The area between the telltale curve and the 45.degree. line
associated with a random mixing of charge-of and cure case
histories gives the lift for that individual telltale. Once
calculated, these lifts are added to the table with the full and
95% averages to provide a comprehensive summary of the standalone
predictive power of each individual telltale.
[0061] In one embodiment of the invention, where there are multiple
individual telltale representations of a single conceptual
telltale, the one with the greatest lift is taken as the most
likely candidate to carry forward to the next step. Other
statistical techniques also serve the same purpose.

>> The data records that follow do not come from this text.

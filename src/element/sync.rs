use crate::connection::ConnectionKind;

#[derive(Debug, Clone, Copy, Default, PartialEq, Eq)]
pub struct Counter {
    pub num: usize,
    pub loaded: usize,
}

/// Per-kind tallies of owned connections and `synced` events received.
#[derive(Debug, Clone, Copy, Default, PartialEq, Eq)]
pub struct SyncCounters {
    pub observations: Counter,
    pub dimensions: Counter,
}

impl SyncCounters {
    pub fn counter_mut(&mut self, kind: &ConnectionKind) -> Option<&mut Counter> {
        match kind {
            ConnectionKind::Observations => Some(&mut self.observations),
            ConnectionKind::Dimensions => Some(&mut self.dimensions),
            ConnectionKind::Other(_) => None,
        }
    }

    /// Whether the tallies describe whole fetch cycles: every observations
    /// connection synced the same number of times, and the dimensions
    /// connections kept pace in the same ratio. Shared connections may
    /// have synced across several cycles, so multiples are compared, not
    /// raw counts.
    pub fn is_cycle_complete(&self) -> bool {
        let o = self.observations;
        let d = self.dimensions;
        let observations_done = o.num > 0 && o.loaded > 0 && o.loaded % o.num == 0;
        let dimensions_done = d.num == 0
            || (d.loaded > 0 && d.loaded % d.num == 0 && d.loaded * o.num == d.num * o.loaded);
        observations_done && dimensions_done
    }
}

#[derive(Debug, Clone, Copy, PartialEq, Eq)]
pub enum ElementState {
    Uninitialized,
    Connecting { outstanding: usize },
    Ready,
}

#[cfg(test)]
mod tests {
    use super::*;

    fn counters(o: (usize, usize), d: (usize, usize)) -> SyncCounters {
        SyncCounters {
            observations: Counter {
                num: o.0,
                loaded: o.1,
            },
            dimensions: Counter {
                num: d.0,
                loaded: d.1,
            },
        }
    }

    #[test]
    fn whole_cycles_only() {
        assert!(!counters((2, 0), (2, 0)).is_cycle_complete());
        assert!(!counters((2, 2), (2, 1)).is_cycle_complete());
        assert!(!counters((2, 1), (2, 2)).is_cycle_complete());
        assert!(counters((2, 2), (2, 2)).is_cycle_complete());
        assert!(!counters((2, 3), (2, 2)).is_cycle_complete());
        assert!(counters((2, 4), (2, 4)).is_cycle_complete());
        assert!(!counters((2, 4), (2, 2)).is_cycle_complete());
    }

    #[test]
    fn self_labelled_elements_ignore_dimensions() {
        assert!(counters((1, 1), (0, 0)).is_cycle_complete());
        assert!(counters((1, 3), (0, 0)).is_cycle_complete());
        assert!(!counters((0, 0), (0, 0)).is_cycle_complete());
    }
}
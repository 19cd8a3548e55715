use crate::element::kind::ElementKind;
use serde::{Deserialize, Serialize};
use std::{collections::HashMap, fmt};

#[derive(Debug, Clone, PartialEq, Serialize, Deserialize)]
#[serde(untagged)]
pub enum StyleValue {
    Number(f64),
    Text(String),
}

impl fmt::Display for StyleValue {
    fn fmt(&self, f: &mut fmt::Formatter<'_>) -> fmt::Result {
        match self {
            Self::Number(n) => write!(f, "{n}"),
            Self::Text(s) => f.write_str(s),
        }
    }
}

impl From<&str> for StyleValue {
    fn from(s: &str) -> Self {
        Self::Text(s.to_string())
    }
}

impl From<f64> for StyleValue {
    fn from(n: f64) -> Self {
        Self::Number(n)
    }
}

fn default_table() -> HashMap<String, StyleValue> {
    [
        ("color", StyleValue::from("#4c72b0")),
        ("highlight", "#dd8452".into()),
        ("background", "#ffffff".into()),
        ("font-size", 12.0.into()),
        ("bar.color", "#4c72b0".into()),
        ("bubble.color", "#55a868".into()),
        ("line.color", "#c44e52".into()),
        ("line.stroke-width", 2.0.into()),
        ("geo.color", "#8172b3".into()),
        ("table.color", "#333333".into()),
        ("navigation.color", "#937860".into()),
    ]
    .into_iter()
    .map(|(name, value)| (name.to_string(), value))
    .collect()
}

/// Style lookups for one visualisation. Every instance owns its table, so
/// overrides never leak between visualisations.
#[derive(Debug, Clone, PartialEq)]
pub struct Styles {
    table: HashMap<String, StyleValue>,
}

impl Default for Styles {
    fn default() -> Self {
        Self {
            table: default_table(),
        }
    }
}

impl Styles {
    pub fn new(overrides: impl IntoIterator<Item = (String, StyleValue)>) -> Self {
        let mut styles = Self::default();
        styles.table.extend(overrides);
        styles
    }

    /// `"{kind}.{name}"` wins over plain `name` when an element kind is given.
    pub fn get_style(&self, name: &str, kind: Option<ElementKind>) -> Option<&StyleValue> {
        kind.and_then(|kind| self.table.get(&format!("{kind}.{name}")))
            .or_else(|| self.table.get(name))
    }
}

#[cfg(test)]
mod tests {
    use super::*;
    use pretty_assertions::assert_eq;

    #[test]
    fn lookup_prefers_element_kind() {
        let styles = Styles::default();
        assert_eq!(
            styles.get_style("color", Some(ElementKind::Line)),
            Some(&StyleValue::from("#c44e52"))
        );
        assert_eq!(
            styles.get_style("font-size", Some(ElementKind::Line)),
            Some(&StyleValue::Number(12.0))
        );
        assert_eq!(styles.get_style("missing", None), None);
    }

    #[test]
    fn overrides_stay_per_instance() {
        let custom = Styles::new([("bar.color".to_string(), StyleValue::from("red"))]);
        let plain = Styles::default();
        assert_eq!(
            custom.get_style("color", Some(ElementKind::Bar)),
            Some(&StyleValue::from("red"))
        );
        assert_eq!(
            plain.get_style("color", Some(ElementKind::Bar)),
            Some(&StyleValue::from("#4c72b0"))
        );
    }
}
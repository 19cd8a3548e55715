use serde::{Deserialize, Serialize};
use serde_json::Value;
use std::{collections::BTreeMap, fmt};

/// Filter applied to a single dimension.
#[derive(Debug, Clone, PartialEq, Eq, Serialize, Deserialize)]
#[serde(try_from = "Value", into = "Value")]
pub enum CutValue {
    Id(String),
    /// Half-open `[from, to)` bucket range.
    Range { from: String, to: String },
}

impl CutValue {
    pub fn id(id: impl Into<String>) -> Self {
        Self::Id(id.into())
    }

    pub fn range(from: impl Into<String>, to: impl Into<String>) -> Self {
        Self::Range {
            from: from.into(),
            to: to.into(),
        }
    }

    pub fn as_id(&self) -> Option<&str> {
        match self {
            Self::Id(id) => Some(id),
            Self::Range { .. } => None,
        }
    }

    pub fn matches_id(&self, id: &str) -> bool {
        self.as_id() == Some(id)
    }
}

impl fmt::Display for CutValue {
    fn fmt(&self, f: &mut fmt::Formatter<'_>) -> fmt::Result {
        match self {
            Self::Id(id) => f.write_str(id),
            Self::Range { from, to } => write!(f, "{from},{to}"),
        }
    }
}

impl From<&str> for CutValue {
    fn from(id: &str) -> Self {
        Self::id(id)
    }
}

impl From<String> for CutValue {
    fn from(id: String) -> Self {
        Self::Id(id)
    }
}

/// Ids arrive from the API either as strings or as numbers.
pub(crate) fn scalar_to_id(value: &Value) -> Option<String> {
    match value {
        Value::String(s) => Some(s.clone()),
        Value::Number(n) => Some(n.to_string()),
        Value::Bool(b) => Some(b.to_string()),
        _ => None,
    }
}

impl TryFrom<Value> for CutValue {
    type Error = String;

    fn try_from(value: Value) -> Result<Self, Self::Error> {
        if let Value::Array(items) = &value {
            return match items.as_slice() {
                [from, to] => match (scalar_to_id(from), scalar_to_id(to)) {
                    (Some(from), Some(to)) => Ok(Self::Range { from, to }),
                    _ => Err(format!("range bounds must be scalars: {value}")),
                },
                _ => Err(format!("range must have exactly two bounds: {value}")),
            };
        }
        scalar_to_id(&value)
            .map(Self::Id)
            .ok_or_else(|| format!("invalid cut value: {value}"))
    }
}

impl From<CutValue> for Value {
    fn from(value: CutValue) -> Self {
        match value {
            CutValue::Id(id) => Value::String(id),
            CutValue::Range { from, to } => Value::Array(vec![from.into(), to.into()]),
        }
    }
}

/// Canonical filter state: a dimension is cut iff its key is present.
#[derive(Debug, Clone, Default, PartialEq, Eq, Serialize, Deserialize)]
#[serde(transparent)]
pub struct Cut(BTreeMap<String, CutValue>);

impl Cut {
    pub fn get(&self, dimension: &str) -> Option<&CutValue> {
        self.0.get(dimension)
    }

    pub fn contains(&self, dimension: &str) -> bool {
        self.0.contains_key(dimension)
    }

    pub fn is_empty(&self) -> bool {
        self.0.is_empty()
    }

    pub fn len(&self) -> usize {
        self.0.len()
    }

    pub fn iter(&self) -> impl Iterator<Item = (&String, &CutValue)> {
        self.0.iter()
    }

    /// Merges `partial` in; a `None` value removes the dimension.
    pub fn apply(&mut self, partial: &PartialCut) {
        for (dimension, value) in partial.iter() {
            match value {
                Some(value) => {
                    self.0.insert(dimension.clone(), value.clone());
                }
                None => {
                    self.0.remove(dimension);
                }
            }
        }
    }

    /// Flattened `key=value` pairs for the request query.
    pub fn query_pairs(&self) -> impl Iterator<Item = (String, String)> + '_ {
        self.0
            .iter()
            .map(|(dimension, value)| (dimension.clone(), value.to_string()))
    }
}

impl<K: Into<String>, V: Into<CutValue>> FromIterator<(K, V)> for Cut {
    fn from_iter<T: IntoIterator<Item = (K, V)>>(iter: T) -> Self {
        Self(iter.into_iter().map(|(k, v)| (k.into(), v.into())).collect())
    }
}

/// A change to the canonical cut. `None` is the explicit "uncut" marker.
#[derive(Debug, Clone, Default, PartialEq, Eq, Serialize, Deserialize)]
#[serde(transparent)]
pub struct PartialCut(BTreeMap<String, Option<CutValue>>);

impl PartialCut {
    pub fn new() -> Self {
        Self::default()
    }

    pub fn set(mut self, dimension: impl Into<String>, value: impl Into<CutValue>) -> Self {
        self.0.insert(dimension.into(), Some(value.into()));
        self
    }

    pub fn unset(mut self, dimension: impl Into<String>) -> Self {
        self.0.insert(dimension.into(), None);
        self
    }

    pub fn removing<I, S>(dimensions: I) -> Self
    where
        I: IntoIterator<Item = S>,
        S: Into<String>,
    {
        dimensions
            .into_iter()
            .fold(Self::new(), |partial, dimension| partial.unset(dimension))
    }

    pub fn len(&self) -> usize {
        self.0.len()
    }

    pub fn is_empty(&self) -> bool {
        self.0.is_empty()
    }

    pub fn keys(&self) -> impl Iterator<Item = &String> {
        self.0.keys()
    }

    pub fn iter(&self) -> impl Iterator<Item = (&String, &Option<CutValue>)> {
        self.0.iter()
    }

    /// The single dimension touched, if exactly one is.
    pub fn single_dimension(&self) -> Option<&str> {
        match self.0.len() {
            1 => self.0.keys().next().map(String::as_str),
            _ => None,
        }
    }
}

[0062] Data Mining for Risk Group Clusters
[0063] At the time an overdraft decision is to be made, one has the
values of all the account's telltales based on the behavior of the
account up to that time. From other data collected, it is known
which of these accounts will charge-off eventually. Now we wish to
identify self-similar collections of account histories with respect
to their probability of charge-off and likelihood of curing. (See
FIG. 7.) In FIG. 7a, an array of account case histories is shown
2-dimensionally for convenience. The position of each dot
represents the information available to the system at the time of
overdraft decision. From this information, a decision must be made
about how much risk to take. In FIG. 7b, the same array is shown
with boundary lines identifying the "natural" risk group clusters:
G.sub.1, G.sub.2 . . . , G.sub.7. Case histories within a cluster
tend to be similar, in an appropriate sense, to others within the
same cluster but different from those in other clusters.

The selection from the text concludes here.